//! The scenario forest: a derived, rebuildable view of the hierarchy.
//!
//! Scenarios are stored flat, keyed by id, with a `parent_scenario_id`
//! reference. [`ScenarioTreeBuilder`] turns such a list into owned trees
//! without back-pointers, using an index arena while building.
//!
//! # Invariants
//!
//! - No node appears in two children lists.
//! - Children keep the order in which they appear in the input.
//! - Depth is bounded only by the longest parent chain.
//! - A node whose parent is missing becomes a root.
//! - A cycle is an error, never an infinite loop.

use std::collections::HashMap;

use serde::{Deserialize, Serialize};
use tracing::debug;

use scn_types::{Scenario, ScenarioId};

use crate::error::{DagError, DagResult};

/// A scenario together with its children.
#[derive(Clone, Debug, PartialEq, Eq, Serialize, Deserialize)]
pub struct TreeNode {
    #[serde(flatten)]
    pub scenario: Scenario,
    pub children: Vec<TreeNode>,
}

impl TreeNode {
    pub fn id(&self) -> ScenarioId {
        self.scenario.id
    }
}

/// One or more scenario trees. Normally a single tree rooted at the baseline.
#[derive(Clone, Debug, Default, PartialEq, Eq, Serialize, Deserialize)]
pub struct ScenarioForest {
    pub roots: Vec<TreeNode>,
}

impl ScenarioForest {
    /// Total number of nodes.
    pub fn len(&self) -> usize {
        self.iter().count()
    }

    pub fn is_empty(&self) -> bool {
        self.roots.is_empty()
    }

    /// Depth-first, pre-order traversal yielding `(depth, scenario)`.
    /// Roots have depth 0.
    pub fn iter(&self) -> impl Iterator<Item = (usize, &Scenario)> + '_ {
        let mut stack: Vec<(usize, &TreeNode)> =
            self.roots.iter().rev().map(|n| (0, n)).collect();
        std::iter::from_fn(move || {
            let (depth, node) = stack.pop()?;
            stack.extend(node.children.iter().rev().map(|c| (depth + 1, c)));
            Some((depth, &node.scenario))
        })
    }

    /// Height of the tallest tree (a lone root has height 1).
    pub fn depth(&self) -> usize {
        self.iter().map(|(d, _)| d + 1).max().unwrap_or(0)
    }

    /// Find a node anywhere in the forest.
    pub fn find(&self, id: &ScenarioId) -> Option<&TreeNode> {
        let mut stack: Vec<&TreeNode> = self.roots.iter().collect();
        while let Some(node) = stack.pop() {
            if node.scenario.id == *id {
                return Some(node);
            }
            stack.extend(node.children.iter());
        }
        None
    }

    /// Ids from the root down to `id`, inclusive.
    pub fn path_to(&self, id: &ScenarioId) -> Option<Vec<ScenarioId>> {
        let mut stack: Vec<(&TreeNode, Vec<ScenarioId>)> = self
            .roots
            .iter()
            .map(|r| (r, vec![r.scenario.id]))
            .collect();
        while let Some((node, path)) = stack.pop() {
            if node.scenario.id == *id {
                return Some(path);
            }
            for child in &node.children {
                let mut next = path.clone();
                next.push(child.scenario.id);
                stack.push((child, next));
            }
        }
        None
    }
}

/// Builds a [`ScenarioForest`] from flat scenario records.
pub struct ScenarioTreeBuilder;

impl ScenarioTreeBuilder {
    /// Build the forest.
    ///
    /// Two passes over an index arena: the first maps ids to positions, the
    /// second attaches every record to its parent's children list (or to the
    /// roots when the parent is absent or unknown). Records unreachable from
    /// any root can only sit on a cycle, which is reported as
    /// [`DagError::CycleDetected`].
    pub fn build(records: &[Scenario]) -> DagResult<ScenarioForest> {
        let mut index: HashMap<ScenarioId, usize> = HashMap::with_capacity(records.len());
        for (i, scenario) in records.iter().enumerate() {
            if index.insert(scenario.id, i).is_some() {
                return Err(DagError::DuplicateNode(scenario.id));
            }
        }

        let mut children: Vec<Vec<usize>> = vec![Vec::new(); records.len()];
        let mut roots: Vec<usize> = Vec::new();
        for (i, scenario) in records.iter().enumerate() {
            match scenario.parent_scenario_id {
                Some(parent) if parent == scenario.id => {
                    return Err(DagError::CycleDetected(scenario.id));
                }
                Some(parent) => match index.get(&parent) {
                    Some(&p) => children[p].push(i),
                    None => {
                        debug!(
                            scenario = %scenario.id,
                            parent = %parent,
                            "dangling parent; treating scenario as a root"
                        );
                        roots.push(i);
                    }
                },
                None => roots.push(i),
            }
        }

        // Pre-order over the arena; anything not reached is on a cycle.
        let mut order: Vec<usize> = Vec::with_capacity(records.len());
        let mut stack: Vec<usize> = roots.iter().rev().copied().collect();
        while let Some(i) = stack.pop() {
            order.push(i);
            stack.extend(children[i].iter().rev().copied());
        }
        if order.len() < records.len() {
            let mut reached = vec![false; records.len()];
            for &i in &order {
                reached[i] = true;
            }
            if let Some(i) = reached.iter().position(|r| !r) {
                return Err(DagError::CycleDetected(records[i].id));
            }
        }

        // Materialize bottom-up: reverse pre-order visits children first.
        let mut built: Vec<Option<TreeNode>> = vec![None; records.len()];
        for &i in order.iter().rev() {
            let kids = children[i]
                .iter()
                .filter_map(|&c| built[c].take())
                .collect();
            built[i] = Some(TreeNode {
                scenario: records[i].clone(),
                children: kids,
            });
        }

        let roots = roots.iter().filter_map(|&r| built[r].take()).collect();
        Ok(ScenarioForest { roots })
    }
}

» **WHAT YOU SHOULD DO**
From the first line of the data above to the line containing "two children lists.", repeat everything exactly and add nothing.

» **RESPONSE**
//! The scenario forest: a derived, rebuildable view of the hierarchy.
//!
//! Scenarios are stored flat, keyed by id, with a `parent_scenario_id`
//! reference. [`ScenarioTreeBuilder`] turns such a list into owned trees
//! without back-pointers, using an index arena while building.
//!
//! # Invariants
//!
//! - No node appears in two children lists.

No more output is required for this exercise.